= Laptot =

African colonial troops in the service of France

Laptots were African colonial troops in the service of France between 1750 and the early 1900s.

Senegalese laptots in Central Africa with French officer, 1890

==History==
The term laptot probably derives from the word lappato bi in the Wolof language, referring to interpreters, intermediaries or brokers. Most laptots were recruited in Senegal, especially at French outposts in Saint-Louis and Dakar, during the late 18th and 19th centuries. Laptots were closely linked with the Tirailleurs sénégalais, a military unit which enlisted soldiers from France's colonies in West Africa, founded in 1857. Unlike the tirailleurs, however, laptots served exclusively in Africa and Madagascar.

The French navy hired laptots on a temporary basis, using them to guard outposts, serve aboard French naval and commercial vessels, and perform various other tasks throughout French possessions in Africa. Laptots typically signed up for two-year contracts. They were often more reliable and effective than European personnel, who were too susceptible to endemic diseases such as malaria. Many laptots joined on a voluntary basis, although others were slaves in local communities who were forced to hand over half their wages to their owners. According to historian Francois Manchuelle, pay for some laptots—particularly those who served aboard navy boats on the Senegal River—was competitive with salaries for French sailors at the time. Manchuelle contends that men of the Soninke ethnic group were attracted to laptot service by the prospects of accumulating cash with which to compete for social status in their home communities.
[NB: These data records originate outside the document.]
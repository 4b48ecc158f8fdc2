// Platform-specific code module

pub mod elevation;
mod priority;
mod process_extras;
pub mod sysinfo_backend;

pub use elevation::{elevation_hint, is_elevated};
pub use sysinfo_backend::{SysinfoControl, SysinfoCounters, SysinfoOwnerQuery, SysinfoProcessSource};

use crate::core::process_monitor::{MonitorBackends, SystemCounters};

/// Backends for the host operating system.
///
/// A counter subsystem that fails to initialise is left out rather than
/// failing the whole monitor.
pub fn system_backends() -> MonitorBackends {
    let counters = match SysinfoCounters::new() {
        Ok(counters) => Some(Box::new(counters) as Box<dyn SystemCounters>),
        Err(e) => {
            log::warn!("Failed to initialise system counters: {}", e);
            None
        }
    };

    MonitorBackends {
        source: Box::new(SysinfoProcessSource::new()),
        counters,
        owner_query: Box::new(SysinfoOwnerQuery::new()),
        control: Box::new(SysinfoControl::new()),
    }
}
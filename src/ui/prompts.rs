// UI prompts and user interaction module

use colored::Colorize;
use crossterm::{
    cursor, execute,
    terminal::{self, ClearType},
};
use std::io::{self, Write};

/// Ask user for yes/no confirmation
pub fn confirm(message: &str) -> io::Result<bool> {
    print!("{} ", message.white().bold());
    io::stdout().flush()?;

    let mut input = String::new();
    io::stdin().read_line(&mut input)?;

    Ok(is_yes(&input))
}

fn is_yes(input: &str) -> bool {
    let response = input.trim().to_lowercase();
    response == "y" || response == "yes"
}

/// Clear the terminal and move the cursor home before a redraw
pub fn clear_screen() -> io::Result<()> {
    let mut stdout = io::stdout();
    execute!(stdout, terminal::Clear(ClearType::All), cursor::MoveTo(0, 0))
}

/// Display a warning message
pub fn warn(message: &str) {
    println!("{}", format!("Warning: {}", message).yellow().bold());
}

/// Display a success message
pub fn success(message: &str) {
    println!("{}", message.green().bold());
}

/// Display a dimmed/secondary message
pub fn dimmed(message: &str) {
    println!("{}", message.dimmed());
}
Laptots were essential not only to French administration of its West African possessions, but also to subsequent French exploration and colonial penetration of Central Africa, parts of which became French Equatorial Africa after 1910. When the Franco-Italian explorer Pierre Savorgnan de Brazza first ventured into the Equatorial African interior in 1876, he was accompanied by 13 laptots and four local interpreters as well as three other Frenchmen. Brazza's second expedition, in 1880, also relied heavily on laptots to carry loads, deliver messages, and provide protection against hostile populations. One laptot on this expedition was Malamine Camara, who achieved some renown for his exploits while serving under Brazza's command in Congo. Camara and two other laptots manned France's first outpost on the banks of the Congo River from October 1880 until May 1882, on the future site of Brazzaville, and may have prevented France's newly acquired territory there from being taken over by Belgium. Laptots provided the bulk of French manpower needs in its Equatorial African colonies until well into the 20th century, when more personnel began to be recruited locally.